How ought reading be taught? Notice that the question asks “how ought” not “how can”. The question bears a subsequent inquiry: what should my students read? One technique I have grown increasing aware of is children sitting in small groups reading little paperback pamphlets about animals, the seasons, plants, and daily life bearing lots of pictures and few words. Another characteristic of these pamphlets is that they are “graded”. That is, they are leveled from easy to hard by use of a number or alphabetic code.

The idea is that students are grouped with other students who are reading at the same level of difficulty and fluency. The teacher assigns readable texts suited for the group to build fluency, increase reading time (i.e., time on task), and hold interest. More advanced readers can read independently while the teacher works with those who are struggling.

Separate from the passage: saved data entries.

//! External command descriptions and the events a running command produces.

use std::path::{Path, PathBuf};
use std::sync::mpsc::Receiver;
use std::time::Duration;

use super::license::REDACTED;

/// Deadline applied to every external command unless configured otherwise.
pub const DEFAULT_TIMEOUT: Duration = Duration::from_secs(600);

#[derive(Debug, Clone, PartialEq, Eq)]
struct CommandArg {
    value: String,
    secret: bool,
}

/// A program invocation: program, arguments, working directory, deadline.
#[derive(Debug, Clone, PartialEq, Eq)]
pub struct CommandSpec {
    program: String,
    args: Vec<CommandArg>,
    cwd: Option<PathBuf>,
    timeout: Duration,
}

impl CommandSpec {
    pub fn new(program: impl Into<String>) -> Self {
        Self { program: program.into(), args: Vec::new(), cwd: None, timeout: DEFAULT_TIMEOUT }
    }

    pub fn arg(mut self, value: impl Into<String>) -> Self {
        self.args.push(CommandArg { value: value.into(), secret: false });
        self
    }

    pub fn args<I, S>(mut self, values: I) -> Self
    where
        I: IntoIterator<Item = S>,
        S: Into<String>,
    {
        self.args
            .extend(values.into_iter().map(|v| CommandArg { value: v.into(), secret: false }));
        self
    }

    /// An argument that is passed to the program but never displayed.
    pub fn secret_arg(mut self, value: impl Into<String>) -> Self {
        self.args.push(CommandArg { value: value.into(), secret: true });
        self
    }

    pub fn current_dir(mut self, dir: impl Into<PathBuf>) -> Self {
        self.cwd = Some(dir.into());
        self
    }

    pub fn timeout(mut self, timeout: Duration) -> Self {
        self.timeout = timeout;
        self
    }

    pub fn program(&self) -> &str {
        &self.program
    }

    pub fn arg_values(&self) -> impl Iterator<Item = &str> {
        self.args.iter().map(|a| a.value.as_str())
    }

    pub fn cwd(&self) -> Option<&Path> {
        self.cwd.as_deref()
    }

    pub fn deadline(&self) -> Duration {
        self.timeout
    }

    /// Printable command line with secret arguments redacted.
    pub fn display(&self) -> String {
        let mut out = self.program.clone();
        for arg in &self.args {
            out.push(' ');
            out.push_str(if arg.secret { REDACTED } else { arg.value.as_str() });
        }
        out
    }
}

#[derive(Debug, Clone, Copy, PartialEq, Eq)]
pub enum OutputStream {
    Stdout,
    Stderr,
}

/// One line written by a child process.
#[derive(Debug, Clone, PartialEq, Eq)]
pub struct OutputChunk {
    pub stream: OutputStream,
    pub line: String,
}

/// How a child process ended.
#[derive(Debug, Clone, Copy, PartialEq, Eq)]
pub enum ProcessOutcome {
    /// Exit code, or `None` when terminated by a signal.
    Exited(Option<i32>),
    TimedOut,
}

impl ProcessOutcome {
    pub fn success(&self) -> bool {
        matches!(self, ProcessOutcome::Exited(Some(0)))
    }
}

#[derive(Debug, Clone, PartialEq, Eq)]
pub enum ProcessEvent {
    Output(OutputChunk),
    Finished(ProcessOutcome),
}

/// Events of one running command, in the order they happened.
///
/// Output arrives while the child runs; `Finished` is always the last event. Lines a
/// lingering descendant writes after a timeout are never yielded.
pub struct ProcessEvents {
    rx: Receiver<ProcessEvent>,
    finished: bool,
}

impl ProcessEvents {
    pub fn new(rx: Receiver<ProcessEvent>) -> Self {
        Self { rx, finished: false }
    }
}

impl Iterator for ProcessEvents {
    type Item = ProcessEvent;

    fn next(&mut self) -> Option<Self::Item> {
        if self.finished {
            return None;
        }
        let event = self.rx.recv().ok()?;
        self.finished = matches!(event, ProcessEvent::Finished(_));
        Some(event)
    }
}
use crate::domain::OutputChunk;

/// Port for user-facing console output.
pub trait Console {
    fn info(&self, message: &str);
    fn warn(&self, message: &str);
    fn error(&self, message: &str);
    /// Forward one line of child process output as it arrives.
    fn output(&self, chunk: &OutputChunk);
}
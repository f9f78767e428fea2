//! Database migration, license registration and seeding.

use std::path::Path;

use super::step::run_command;
use crate::app::AppContext;
use crate::domain::config::MigrationsConfig;
use crate::domain::{AppError, CommandSpec, LicenseKey};
use crate::ports::{Console, LicenseService, ProcessRunner};

/// The three artisan commands, in execution order.
pub fn migration_commands(
    config: &MigrationsConfig,
    path: &Path,
    license_key: &LicenseKey,
) -> [CommandSpec; 3] {
    let artisan =
        |task: &str| CommandSpec::new(&config.php).arg("artisan").arg(task).current_dir(path);
    [
        artisan(config.migrate.as_str()),
        artisan(config.update_license.as_str()).secret_arg(license_key.expose()),
        artisan(config.seed.as_str()),
    ]
}

/// Run migrations, register the license and seed. Stops at the first failing command.
pub fn migrate_and_seed<L, R, C>(
    ctx: &AppContext<L, R, C>,
    path: &Path,
    license_key: &LicenseKey,
) -> Result<(), AppError>
where
    L: LicenseService,
    R: ProcessRunner,
    C: Console,
{
    for spec in migration_commands(&ctx.config().migrations, path, license_key) {
        run_command(ctx, spec)?;
    }
    Ok(())
}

This is differentiated teaching and learning (which, by the way, understood and practiced rightly is a very classical idea. See Plato’s Phaedrus.).

I am told that this practice of “guided reading” is research-based. I am also told that this is what teacher colleges teach and that “guided reading” is simply how reading is taught to children today.

Now I am too much of a traditionalist to accept such statements hook, line, and sinker. I begin wondering how we have taught children to read before all this research? It is quite a bold proposition to claim that we have only recently discovered the correct methods for reading instruction.

I continue to wonder whether our culture has contributed to developing a generation of enabled thinkers who are fearful or unable to reason independently? Who are uncertain and doubt their own abilities to perceive truth? Who require the “experts” to direct their thinking and their practice?

What increasingly concerns me more is the subtle rejection of the foundation upon which we stand. A certain “chronological snobbery” grows increasingly more popular. We devote greater trust to the untested and unproven innovations of our day while simultaneously rejecting the tested and proven methods of our ancestors.

I have found no better diagnosis of this trend than that given by G. K. Chesterton in his book “What’s Wrong With the World”:

“The trouble in too many of our modern schools is that the State, being controlled so specially by the few, allows cranks and experiments to go straight to the schoolroom when they have never passed through the Parliament, the public house, the private house, the church, or the marketplace. Obviously, it ought to be the oldest things that are taught to the youngest people; the assured and experienced truths that are put first to the baby. But in a school to-day the baby has to submit to a system that is younger than himself. The flopping infant of four actually has more experience, and has weathered the world longer, than the dogma to which he is made to submit. Many a school boasts of having the last ideas in education, when it has not even the first idea; for the first idea is that even innocence, divine as it is, may learn something from experience.”

To change slightly the direction of my thoughts, another thing that troubles me is separating the language arts and teaching them as disconnected disciplines.

For instance, listening is not an important exercise directly tied to reading; phonics and spelling are not tied to reading or writing; grammar is a subject all of its own to be taught apart from the others. Hence, the demand rises for a “writing” curriculum and a “grammar” curriculum and a “reading” curriculum and a “phonics” or “spelling” curriculum. Pretty soon the teacher’s book case is stocked with curricula and the students are toting roller back backs so that they might bear their burdens.

Helping teachers to see the relationship between phonics, spelling, reading, writing, grammar, thinking, and even speaking is a task that combats against the popular educational philosophies promoted today that are accomplishing less with more. I long for the educational spirit that can do more with less.